Private jets emit roughly 20 times more carbon dioxide per passenger mile than commercial flights, industry data suggests.
Brian Foley, an aviation analyst, said the increased demand had sparked an increase in orders for new private plane constructions – driven by “well-heeled travellers look[ing] for alternatives to the airlines’ crowded terminals and being shoehorned into a middle seat next to strangers”.
He added: “[They are] looking to private jet charter or fractional ownership to avoid the mosh pit. Objective data showed business jet travel quickly climbing back toward pre-pandemic levels, while airlines continued to languish.”
The ultra-rich in the US have been hiring private jets from UK-listed Air Partner to go away on their holidays at a rate high enough to offset the firm’s drop in business travellers.
Air Partner said that in the first six months of the year bookings in the US were higher than before the pandemic.
It said strong demand from high net-worth individuals wanting to travel for leisure had made up for the fall recorded in business travel.
Shares soared 7.8 per cent in August morning after the update, which also revealed that the business expects to confirm it made £3.7 million in underlying pre-tax profit in the six months to the end of July.
Bosses told shareholders that the business “continues to trade strongly despite the travel restrictions and the general uncertainty arising from the Covid-19 pandemic”.
They added: “We continue to see a strong recovery in our private jets division.
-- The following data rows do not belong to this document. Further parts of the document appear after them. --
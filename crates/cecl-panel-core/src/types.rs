use chrono::NaiveDate;
use rust_decimal::Decimal;
use serde::{Deserialize, Serialize};
use std::fmt;

/// Monetary values in exact decimal arithmetic (amortization schedules).
pub type Money = Decimal;

/// Rates expressed as decimals (0.05 = 5%). Never as percentages.
pub type Rate = Decimal;

// ---------------------------------------------------------------------------
// Products
// ---------------------------------------------------------------------------

/// Consumer-credit product line.
#[derive(Debug, Clone, Copy, PartialEq, Eq, Hash, PartialOrd, Ord, Serialize, Deserialize)]
#[serde(rename_all = "lowercase")]
pub enum ProductType {
    Card,
    Auto,
    Personal,
    Mortgage,
    Heloc,
}

impl ProductType {
    pub const ALL: [ProductType; 5] = [
        ProductType::Card,
        ProductType::Auto,
        ProductType::Personal,
        ProductType::Mortgage,
        ProductType::Heloc,
    ];

    pub fn as_str(&self) -> &'static str {
        match self {
            ProductType::Card => "card",
            ProductType::Auto => "auto",
            ProductType::Personal => "personal",
            ProductType::Mortgage => "mortgage",
            ProductType::Heloc => "heloc",
        }
    }

    /// Revolving products carry a credit limit and a utilization path.
    pub fn is_revolving(&self) -> bool {
        matches!(self, ProductType::Card | ProductType::Heloc)
    }

    pub fn is_secured(&self) -> bool {
        matches!(
            self,
            ProductType::Auto | ProductType::Mortgage | ProductType::Heloc
        )
    }

    /// Offset added to the base seed for loan origination draws.
    pub fn origination_seed_offset(&self) -> u64 {
        match self {
            ProductType::Card => 7,
            ProductType::Auto => 101,
            ProductType::Personal => 201,
            ProductType::Mortgage => 301,
            ProductType::Heloc => 351,
        }
    }

    /// Offset added to the base seed for the monthly performance stream.
    pub fn simulation_seed_offset(&self) -> u64 {
        match self {
            ProductType::Card => 21,
            ProductType::Auto => 102,
            ProductType::Personal => 202,
            ProductType::Mortgage => 302,
            ProductType::Heloc => 352,
        }
    }

    /// First loan id of the product's id block.
    pub fn loan_id_base(&self) -> u64 {
        match self {
            ProductType::Card => 1,
            ProductType::Auto => 10_000_000,
            ProductType::Personal => 20_000_000,
            ProductType::Mortgage => 30_000_000,
            ProductType::Heloc => 40_000_000,
        }
    }
}

impl fmt::Display for ProductType {
    fn fmt(&self, f: &mut fmt::Formatter<'_>) -> fmt::Result {
        f.write_str(self.as_str())
    }
}

impl std::str::FromStr for ProductType {
    type Err = String;

    fn from_str(s: &str) -> Result<Self, Self::Err> {
        match s.trim().to_ascii_lowercase().as_str() {
            "card" => Ok(ProductType::Card),
            "auto" => Ok(ProductType::Auto),
            "personal" => Ok(ProductType::Personal),
            "mortgage" => Ok(ProductType::Mortgage),
            "heloc" => Ok(ProductType::Heloc),
            other => Err(format!("unknown product '{other}'")),
        }
    }
}

// ---------------------------------------------------------------------------
// Delinquency states
// ---------------------------------------------------------------------------

/// Monthly delinquency bucket. `ChargedOff` is absorbing.
#[derive(Debug, Clone, Copy, PartialEq, Eq, Hash, PartialOrd, Ord, Serialize, Deserialize)]
pub enum DelinquencyState {
    #[serde(rename = "C")]
    Current,
    #[serde(rename = "30")]
    Dpd30,
    #[serde(rename = "60")]
    Dpd60,
    #[serde(rename = "90+")]
    Dpd90Plus,
    #[serde(rename = "CO")]
    ChargedOff,
}

impl DelinquencyState {
    pub const ALL: [DelinquencyState; 5] = [
        DelinquencyState::Current,
        DelinquencyState::Dpd30,
        DelinquencyState::Dpd60,
        DelinquencyState::Dpd90Plus,
        DelinquencyState::ChargedOff,
    ];

    /// Ordinal position in the roll sequence (Current = 0, ChargedOff = 4).
    pub fn index(&self) -> usize {
        match self {
            DelinquencyState::Current => 0,
            DelinquencyState::Dpd30 => 1,
            DelinquencyState::Dpd60 => 2,
            DelinquencyState::Dpd90Plus => 3,
            DelinquencyState::ChargedOff => 4,
        }
    }

    /// Next bucket in the roll sequence; `None` once charged off.
    pub fn next(&self) -> Option<DelinquencyState> {
        match self {
            DelinquencyState::Current => Some(DelinquencyState::Dpd30),
            DelinquencyState::Dpd30 => Some(DelinquencyState::Dpd60),
            DelinquencyState::Dpd60 => Some(DelinquencyState::Dpd90Plus),
            DelinquencyState::Dpd90Plus => Some(DelinquencyState::ChargedOff),
            DelinquencyState::ChargedOff => None,
        }
    }

    pub fn days_past_due(&self) -> u32 {
        match self {
            DelinquencyState::Current => 0,
            DelinquencyState::Dpd30 => 30,
            DelinquencyState::Dpd60 => 60,
            DelinquencyState::Dpd90Plus => 90,
            DelinquencyState::ChargedOff => 120,
        }
    }

    pub fn label(&self) -> &'static str {
        match self {
            DelinquencyState::Current => "C",
            DelinquencyState::Dpd30 => "30",
            DelinquencyState::Dpd60 => "60",
            DelinquencyState::Dpd90Plus => "90+",
            DelinquencyState::ChargedOff => "CO",
        }
    }

    pub fn is_delinquent(&self) -> bool {
        matches!(
            self,
            DelinquencyState::Dpd30 | DelinquencyState::Dpd60 | DelinquencyState::Dpd90Plus
        )
    }
}

impl fmt::Display for DelinquencyState {
    fn fmt(&self, f: &mut fmt::Formatter<'_>) -> fmt::Result {
        f.write_str(self.label())
    }
}

// ---------------------------------------------------------------------------
// Borrowers and loans
// ---------------------------------------------------------------------------

#[derive(Debug, Clone, Copy, PartialEq, Eq, Hash, Serialize, Deserialize)]
#[serde(rename_all = "snake_case")]
pub enum Segment {
    Mass,
    Affluent,
    SmallBusiness,
    Private,
    Student,
}

/// Borrower master record. Immutable once generated.
#[derive(Debug, Clone, PartialEq, Serialize, Deserialize)]
pub struct Borrower {
    pub borrower_id: u64,
    /// Two-letter US state code.
    pub state: String,
    pub zip3: String,
    pub income_annual: f64,
    pub employment_tenure_months: u32,
    pub industry: String,
    pub education: String,
    pub household_size: u32,
    pub fico_baseline: u32,
    pub credit_utilization_baseline: f64,
    pub prior_delinquencies: u32,
    pub bank_tenure_months: u32,
    pub segment: Segment,
}

/// Loan account at origination. Immutable once generated.
#[derive(Debug, Clone, PartialEq, Serialize, Deserialize)]
pub struct Loan {
    pub loan_id: u64,
    pub borrower_id: u64,
    pub product: ProductType,
    pub origination_dt: NaiveDate,
    pub maturity_months: u32,
    /// Annual contract rate.
    pub interest_rate: f64,
    pub orig_balance: f64,
    pub secured_flag: bool,
    #[serde(default)]
    pub ltv_at_orig: Option<f64>,
    #[serde(default)]
    pub risk_grade: Option<String>,
    #[serde(default)]
    pub underwriting_dti: Option<f64>,
    /// Underwriting credit score; required by the simulator.
    #[serde(default)]
    pub underwriting_fico: Option<u32>,
    #[serde(default)]
    pub channel: Option<String>,
    #[serde(default)]
    pub state: Option<String>,
    #[serde(default)]
    pub vintage: Option<String>,
    /// Required for revolving products.
    #[serde(default)]
    pub credit_limit: Option<f64>,
}

/// One row of the monthly performance panel, keyed by (loan_id, asof_month).
#[derive(Debug, Clone, PartialEq, Serialize, Deserialize)]
pub struct PerformanceRecord {
    pub asof_month: NaiveDate,
    pub loan_id: u64,
    pub borrower_id: u64,
    pub product: ProductType,
    /// Book balance; on the charge-off month, the exposure written off.
    pub balance_ead: f64,
    pub scheduled_principal: f64,
    pub current_principal: f64,
    pub current_interest: f64,
    /// Revolving products only.
    pub utilization: Option<f64>,
    pub prepay_flag: bool,
    pub days_past_due: u32,
    pub roll_rate_bucket: DelinquencyState,
    pub default_flag: bool,
    pub chargeoff_flag: bool,
    pub recovery_amt: f64,
    pub recovery_lag_m: u32,
    pub cure_flag: bool,
    /// Realized LGD on every charged-off month; `None` otherwise.
    pub loss_given_default: Option<f64>,
    pub effective_rate: f64,
    pub forbearance_flag: bool,
}

// ---------------------------------------------------------------------------
// Output envelope
// ---------------------------------------------------------------------------

/// Standard computation output envelope
#[derive(Debug, Clone, Serialize, Deserialize)]
pub struct ComputationOutput<T: Serialize> {
    pub result: T,
    pub methodology: String,
    pub assumptions: serde_json::Value,
    pub warnings: Vec<String>,
    pub metadata: ComputationMetadata,
}

/// Metadata for every computation
#[derive(Debug, Clone, Serialize, Deserialize)]
pub struct ComputationMetadata {
    pub version: String,
    pub computation_time_us: u64,
    pub precision: String,
}

/// Wrap a floating-point computation result with metadata.
pub fn with_metadata<T: Serialize>(
    methodology: &str,
    assumptions: &impl Serialize,
    warnings: Vec<String>,
    elapsed_us: u64,
    result: T,
) -> ComputationOutput<T> {
    envelope(methodology, assumptions, warnings, elapsed_us, "ieee754_f64", result)
}

/// Wrap an exact-decimal computation result with metadata.
pub fn with_decimal_metadata<T: Serialize>(
    methodology: &str,
    assumptions: &impl Serialize,
    warnings: Vec<String>,
    elapsed_us: u64,
    result: T,
) -> ComputationOutput<T> {
    envelope(
        methodology,
        assumptions,
        warnings,
        elapsed_us,
        "rust_decimal_128bit",
        result,
    )
}

fn envelope<T: Serialize>(
    methodology: &str,
    assumptions: &impl Serialize,
    warnings: Vec<String>,
    elapsed_us: u64,
    precision: &str,
    result: T,
) -> ComputationOutput<T> {
    ComputationOutput {
        result,
        methodology: methodology.to_string(),
        assumptions: serde_json::to_value(assumptions).unwrap_or_default(),
        warnings,
        metadata: ComputationMetadata {
            version: env!("CARGO_PKG_VERSION").to_string(),
            computation_time_us: elapsed_us,
            precision: precision.to_string(),
        },
    }
}

#[cfg(test)]
mod tests {
    use super::*;

    #[test]
    fn test_state_roll_sequence_ends_at_charge_off() {
        let mut state = DelinquencyState::Current;
        let mut steps = 0;
        while let Some(next) = state.next() {
            assert_eq!(next.index(), state.index() + 1);
            state = next;
            steps += 1;
        }
        assert_eq!(steps, 4);
        assert_eq!(state, DelinquencyState::ChargedOff);
    }

    #[test]
    fn test_state_serializes_to_bucket_label() {
        let json = serde_json::to_string(&DelinquencyState::Dpd90Plus).unwrap();
        assert_eq!(json, "\"90+\"");
        let back: DelinquencyState = serde_json::from_str("\"CO\"").unwrap();
        assert_eq!(back, DelinquencyState::ChargedOff);
    }

    #[test]
    fn test_product_seed_offsets_are_distinct() {
        let mut offsets: Vec<u64> = ProductType::ALL
            .iter()
            .flat_map(|p| [p.origination_seed_offset(), p.simulation_seed_offset()])
            .collect();
        offsets.sort();
        offsets.dedup();
        assert_eq!(offsets.len(), 10);
    }

    #[test]
    fn test_product_parse_round_trip() {
        for p in ProductType::ALL {
            assert_eq!(p.as_str().parse::<ProductType>().unwrap(), p);
        }
        assert!("boat".parse::<ProductType>().is_err());
    }
}
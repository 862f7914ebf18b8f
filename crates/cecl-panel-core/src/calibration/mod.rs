//! Curve calibration: rescale modeled monthly losses so the implied default
//! hazards match an external cumulative target curve, per product.

pub mod curves;
pub mod month_index;
pub mod scaling;

pub use curves::{
    compute_scalers, cumulative_from_hazards, hazards_from_cumulative, SCALER_CAP, SCALER_FLOOR,
};
pub use month_index::LoanMonthIndex;
pub use scaling::{apply_scaling, model_hazards, ScaledEclRecord, ScalingFactors};

use serde::{Deserialize, Serialize};
use std::collections::BTreeMap;
use std::time::Instant;
use tracing::{info, warn};

use crate::ecl::{compute_monthly_ecl, overall_aggregates, sum_by_month, EclRecord, PortfolioAggregate, DEFAULT_LGD};
use crate::error::CeclError;
use crate::types::{with_metadata, ComputationOutput, PerformanceRecord, ProductType};
use crate::CeclResult;

// ---------------------------------------------------------------------------
// Input / Output
// ---------------------------------------------------------------------------

#[derive(Debug, Clone, Serialize, Deserialize)]
pub struct CalibrationInput {
    pub panel: Vec<PerformanceRecord>,
    /// Cumulative default targets, one value per loan-relative month.
    pub targets: BTreeMap<ProductType, Vec<f64>>,
    /// Month-index cutoff; defaults to each curve's length.
    #[serde(default)]
    pub months: Option<usize>,
    #[serde(default = "default_lgd")]
    pub default_lgd: f64,
}

fn default_lgd() -> f64 {
    DEFAULT_LGD
}

#[derive(Debug, Clone, Serialize, Deserialize)]
pub struct HazardInput {
    pub cumulative: Vec<f64>,
}

#[derive(Debug, Clone, PartialEq, Serialize, Deserialize)]
pub struct ProductCalibration {
    pub product: ProductType,
    pub months: usize,
    pub target_cumulative: Vec<f64>,
    pub target_hazards: Vec<f64>,
    pub model_hazards: Vec<f64>,
    pub scalers: ScalingFactors,
    /// Periods whose scaler sits on a clamp bound.
    pub clamped_periods: usize,
}

#[derive(Debug, Clone, Serialize, Deserialize)]
pub struct CalibrationOutput {
    pub products: Vec<ProductCalibration>,
    pub scaled: Vec<ScaledEclRecord>,
    /// Monthly sums of the scaled loss, per product.
    pub scaled_by_product: Vec<PortfolioAggregate>,
    pub scaled_overall: Vec<PortfolioAggregate>,
}

// ---------------------------------------------------------------------------
// Operations
// ---------------------------------------------------------------------------

fn validate_curve(product: ProductType, curve: &[f64]) -> CeclResult<()> {
    if curve.is_empty() {
        return Err(CeclError::InvalidInput {
            field: format!("targets.{product}"),
            reason: "Target curve is empty".into(),
        });
    }
    if let Some(bad) = curve.iter().find(|v| !(0.0..=1.0).contains(*v)) {
        return Err(CeclError::InvalidInput {
            field: format!("targets.{product}"),
            reason: format!("Cumulative value {bad} outside [0, 1]"),
        });
    }
    Ok(())
}

/// Per-period hazards for a standalone cumulative curve.
pub fn hazards_for(input: &HazardInput) -> CeclResult<ComputationOutput<Vec<f64>>> {
    let start = Instant::now();
    if let Some(bad) = input.cumulative.iter().find(|v| !v.is_finite()) {
        return Err(CeclError::InvalidInput {
            field: "cumulative".into(),
            reason: format!("non-finite value {bad}"),
        });
    }
    let hazards = hazards_from_cumulative(&input.cumulative);
    Ok(with_metadata(
        "Survival decomposition of a cumulative default curve",
        &serde_json::json!({ "epsilon": crate::numeric::EPSILON }),
        Vec::new(),
        start.elapsed().as_micros() as u64,
        hazards,
    ))
}

/// Calibrate every product that has a target curve.
pub fn calibrate_products(input: &CalibrationInput) -> CeclResult<ComputationOutput<CalibrationOutput>> {
    let start = Instant::now();
    if input.targets.is_empty() {
        return Err(CeclError::InsufficientData("No target curves supplied".into()));
    }
    for (product, curve) in &input.targets {
        validate_curve(*product, curve)?;
    }

    let monthly = compute_monthly_ecl(&input.panel, input.default_lgd);
    let mut warnings = Vec::new();
    let mut products = Vec::new();
    let mut scaled = Vec::new();

    for (&product, curve) in &input.targets {
        if curve.windows(2).any(|w| w[1] < w[0]) {
            warnings.push(format!(
                "{product}: target curve decreases; negative increments treated as zero"
            ));
        }
        let rows: Vec<&EclRecord> = monthly.iter().filter(|r| r.record.product == product).collect();
        if rows.is_empty() {
            warn!(product = %product, "target supplied for a product absent from the panel");
            warnings.push(format!("{product}: no panel rows; skipped"));
            continue;
        }

        let months = input.months.unwrap_or(curve.len());
        let model = model_hazards(&rows, curve.len());
        let factors = compute_scalers(&model, curve)?;
        let clamped_periods = factors
            .iter()
            .filter(|s| **s <= SCALER_FLOOR || **s >= SCALER_CAP)
            .count();
        let scalers = ScalingFactors::new(factors);
        scaled.extend(apply_scaling(&rows, &scalers, months));

        info!(product = %product, months, clamped_periods, "calibrated product curve");
        products.push(ProductCalibration {
            product,
            months,
            target_cumulative: curve.clone(),
            target_hazards: hazards_from_cumulative(curve),
            model_hazards: model,
            scalers,
            clamped_periods,
        });
    }

    let scaled_by_product = sum_by_month(
        scaled.iter().map(|r| {
            (
                r.ecl.record.asof_month,
                r.ecl.record.product,
                r.monthly_ecl_scaled,
                r.ecl.ead_t,
            )
        }),
        true,
    );
    let scaled_overall = overall_aggregates(&scaled_by_product);

    let elapsed = start.elapsed().as_micros() as u64;
    let assumptions = serde_json::json!({
        "scaler_bounds": [SCALER_FLOOR, SCALER_CAP],
        "month_cutoff": input.months,
        "default_lgd": input.default_lgd,
    });
    Ok(with_metadata(
        "Hazard-ratio calibration of monthly ECL to cumulative default targets",
        &assumptions,
        warnings,
        elapsed,
        CalibrationOutput {
            products,
            scaled,
            scaled_by_product,
            scaled_overall,
        },
    ))
}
The UK has exceeded pre-Covid levels over the summer months as we have welcomed a number of first-time private jet flyers, in addition to seeing increased demand from many of our existing customers.”
The business runs a private jet travel card, which allows customers to load these up in a similar way to how public transport users can charge an Oyster card in London.
Customers buy flying hours on their card and can then book a private jet with just one day’s notice and use the hours they have accrued.